### TASK STATEMENT:
Restrict the output to the lines below starting at the one that contains "Some(first_draft.payload)" and ending at the one that contains "tokio::pin!(pending);", and restate them word for word, both ends included.

====

use allerpaws_core::{
    DraftPayload, FlushOutcome, IdempotencyKey, InMemoryRecordStore, MemorySlotStore,
    PendingDraft, PendingDraftStore, PetDraft, ReconcileError, Reconciler, Record, RecordFilter,
    RecordId, RecordStore, RecordStoreError, RecordStoreResult, Session, Species, UserId,
};
use async_trait::async_trait;
use std::sync::atomic::{AtomicUsize, Ordering};
use std::sync::Arc;
use tokio::sync::Notify;

/// Holds every create until `release` is notified.
#[derive(Default)]
struct GatedRecordStore {
    inner: InMemoryRecordStore,
    release: Notify,
}

#[async_trait]
impl RecordStore for GatedRecordStore {
    async fn create(
        &self,
        owner: &UserId,
        payload: &DraftPayload,
        idempotency_key: &IdempotencyKey,
    ) -> RecordStoreResult<Record> {
        self.release.notified().await;
        self.inner.create(owner, payload, idempotency_key).await
    }

    async fn list(&self, filter: &RecordFilter) -> RecordStoreResult<Vec<Record>> {
        self.inner.list(filter).await
    }

    async fn delete(&self, owner: &UserId, id: RecordId) -> RecordStoreResult<()> {
        self.inner.delete(owner, id).await
    }
}

/// Fails the first `failures` creates. With `commit_before_failing` the row
/// is written first, modelling a response lost after the backend committed.
struct FlakyRecordStore {
    inner: InMemoryRecordStore,
    failures: AtomicUsize,
    commit_before_failing: bool,
}

impl FlakyRecordStore {
    fn new(failures: usize, commit_before_failing: bool) -> Self {
        Self {
            inner: InMemoryRecordStore::new(),
            failures: AtomicUsize::new(failures),
            commit_before_failing,
        }
    }
}

#[async_trait]
impl RecordStore for FlakyRecordStore {
    async fn create(
        &self,
        owner: &UserId,
        payload: &DraftPayload,
        idempotency_key: &IdempotencyKey,
    ) -> RecordStoreResult<Record> {
        let remaining = self.failures.load(Ordering::SeqCst);
        if remaining == 0 {
            return self.inner.create(owner, payload, idempotency_key).await;
        }
        self.failures.store(remaining - 1, Ordering::SeqCst);
        if self.commit_before_failing {
            self.inner.create(owner, payload, idempotency_key).await?;
        }
        Err(RecordStoreError::Unavailable("connection reset".to_string()))
    }

    async fn list(&self, filter: &RecordFilter) -> RecordStoreResult<Vec<Record>> {
        self.inner.list(filter).await
    }

    async fn delete(&self, owner: &UserId, id: RecordId) -> RecordStoreResult<()> {
        self.inner.delete(owner, id).await
    }
}

fn draft_store() -> Arc<PendingDraftStore> {
    Arc::new(PendingDraftStore::new(Arc::new(MemorySlotStore::new())))
}

fn pet_draft(name: &str) -> PendingDraft {
    PendingDraft::new(PetDraft::new(name, Species::Dog).to_payload())
}

fn signed_in() -> Session {
    Session::authenticated(UserId::new("user-1"))
}

#[tokio::test]
async fn flush_without_draft_is_a_noop() {
    let records = Arc::new(InMemoryRecordStore::new());
    let reconciler = Reconciler::new(draft_store(), records.clone());

    let outcome = reconciler.flush(&signed_in()).await.unwrap();
    assert_eq!(outcome, FlushOutcome::NothingPending);
    assert_eq!(records.create_calls(), 0);
}

#[tokio::test]
async fn flush_defers_until_authenticated() {
    let drafts = draft_store();
    let records = Arc::new(InMemoryRecordStore::new());
    let reconciler = Reconciler::new(drafts.clone(), records.clone());
    drafts.save(&pet_draft("Rex")).unwrap();

    for session in [
        Session::anonymous(),
        Session::pending_verification("owner@example.com"),
        Session::error("invalid email or password"),
    ] {
        assert_eq!(
            reconciler.flush(&session).await.unwrap(),
            FlushOutcome::Deferred
        );
    }
    assert_eq!(records.create_calls(), 0);
    assert!(drafts.load().unwrap().is_some());
}

#[tokio::test]
async fn successful_flush_clears_draft_and_second_flush_is_noop() {
    let drafts = draft_store();
    let records = Arc::new(InMemoryRecordStore::new());
    let reconciler = Reconciler::new(drafts.clone(), records.clone());
    let draft = pet_draft("Rex");
    drafts.save(&draft).unwrap();

    let first = reconciler.flush(&signed_in()).await.unwrap();
    let record = first.created_record().expect("first flush creates");
    assert_eq!(record.owner, UserId::new("user-1"));
    assert_eq!(record.payload, draft.payload);
    assert_eq!(record.idempotency_key, Some(draft.id.idempotency_key()));

    let second = reconciler.flush(&signed_in()).await.unwrap();
    assert_eq!(second, FlushOutcome::NothingPending);
    assert_eq!(records.create_calls(), 1);
    assert!(drafts.load().unwrap().is_none());
}

#[tokio::test]
async fn failed_flush_keeps_draft_for_the_next_trigger() {
    let drafts = draft_store();
    let records = Arc::new(FlakyRecordStore::new(1, false));
    let reconciler = Reconciler::new(drafts.clone(), records.clone());
    let draft = pet_draft("Rex");
    drafts.save(&draft).unwrap();

    let err = reconciler.flush(&signed_in()).await.unwrap_err();
    match &err {
        ReconcileError::Persistence { draft_id, .. } => assert_eq!(*draft_id, draft.id),
        other => panic!("unexpected error: {other}"),
    }
    assert!(err.is_retryable());
    assert_eq!(drafts.load().unwrap().map(|d| d.id), Some(draft.id));

    let retried = reconciler.flush(&signed_in()).await.unwrap();
    assert!(retried.created_record().is_some());
    assert!(drafts.load().unwrap().is_none());
}

#[tokio::test]
async fn retry_after_lost_response_does_not_duplicate() {
    let drafts = draft_store();
    let records = Arc::new(FlakyRecordStore::new(1, true));
    let reconciler = Reconciler::new(drafts.clone(), records.clone());
    drafts.save(&pet_draft("Rex")).unwrap();

    reconciler.flush(&signed_in()).await.unwrap_err();
    let retried = reconciler.flush(&signed_in()).await.unwrap();

    let record = retried.created_record().expect("retry returns the record");
    let stored = records
        .list(&RecordFilter::owned_by(UserId::new("user-1")))
        .await
        .unwrap();
    assert_eq!(stored.len(), 1);
    assert_eq!(stored[0].id, record.id);
}

#[tokio::test]
async fn concurrent_flushes_issue_one_create() {
    let drafts = draft_store();
    let records = Arc::new(GatedRecordStore::default());
    let reconciler = Reconciler::new(drafts.clone(), records.clone());
    let draft = pet_draft("Rex");
    drafts.save(&draft).unwrap();
    let session = signed_in();

    let (first, second, third) = tokio::join!(
        reconciler.flush(&session),
        reconciler.flush(&session),
        async {
            let outcome = reconciler.flush(&session).await;
            assert!(reconciler.is_in_flight(draft.id));
            records.release.notify_one();
            outcome
        }
    );

    assert!(first.unwrap().created_record().is_some());
    assert_eq!(second.unwrap(), FlushOutcome::AlreadyInProgress(draft.id));
    assert_eq!(third.unwrap(), FlushOutcome::AlreadyInProgress(draft.id));
    assert_eq!(records.inner.create_calls(), 1);
    assert!(!reconciler.is_in_flight(draft.id));
    assert!(drafts.load().unwrap().is_none());
}

#[tokio::test]
async fn draft_saved_during_flight_survives_completion() {
    let drafts = draft_store();
    let records = Arc::new(GatedRecordStore::default());
    let reconciler = Reconciler::new(drafts.clone(), records.clone());
    let first_draft = pet_draft("A");
    let second_draft = pet_draft("B");
    drafts.save(&first_draft).unwrap();

    let session = signed_in();
    let (outcome, ()) = tokio::join!(reconciler.flush(&session), async {
        drafts.save(&second_draft).unwrap();
        records.release.notify_one();
    });

    assert_eq!(
        outcome.unwrap().created_record().map(|r| r.payload.clone()),
        Some(first_draft.payload)
    );
    assert_eq!(drafts.load().unwrap().map(|d| d.id), Some(second_draft.id));
}

#[tokio::test]
async fn dropped_flush_releases_the_guard() {
    let drafts = draft_store();
    let records = Arc::new(GatedRecordStore::default());
    let reconciler = Reconciler::new(drafts.clone(), records.clone());
    let draft = pet_draft("Rex");
    drafts.save(&draft).unwrap();
    let session = signed_in();

    {
        let pending = reconciler.flush(&session);
        tokio::pin!(pending);
        let polled = futures_poll_once(pending.as_mut()).await;
        assert!(polled.is_none());
        assert!(reconciler.is_in_flight(draft.id));
    }

    assert!(!reconciler.is_in_flight(draft.id));
    assert!(drafts.load().unwrap().is_some());
}

#[tokio::test]
async fn detached_flush_completes_after_handle_is_dropped() {
    let drafts = draft_store();
    let records = Arc::new(InMemoryRecordStore::new());
    let reconciler = Arc::new(Reconciler::new(drafts.clone(), records.clone()));
    drafts.save(&pet_draft("Rex")).unwrap();

    drop(reconciler.spawn_flush(signed_in()));

    for _ in 0..16 {
        if drafts.load().unwrap().is_none() {
            break;
        }
        tokio::task::yield_now().await;
    }
    assert!(drafts.load().unwrap().is_none());
    assert_eq!(records.create_calls(), 1);
}

/// Polls a future exactly once, returning its output if it was ready.
async fn futures_poll_once<F: std::future::Future + Unpin>(mut fut: F) -> Option<F::Output> {
    std::future::poll_fn(|cx| {
        std::task::Poll::Ready(match std::future::Future::poll(std::pin::Pin::new(&mut fut), cx) {
            std::task::Poll::Ready(output) => Some(output),
            std::task::Poll::Pending => None,
        })
    })
    .await
}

====

### EXERCISE SOLUTION:
        Some(first_draft.payload)
    );
    assert_eq!(drafts.load().unwrap().map(|d| d.id), Some(second_draft.id));
}

#[tokio::test]
async fn dropped_flush_releases_the_guard() {
    let drafts = draft_store();
    let records = Arc::new(GatedRecordStore::default());
    let reconciler = Reconciler::new(drafts.clone(), records.clone());
    let draft = pet_draft("Rex");
    drafts.save(&draft).unwrap();
    let session = signed_in();

    {
        let pending = reconciler.flush(&session);
        tokio::pin!(pending);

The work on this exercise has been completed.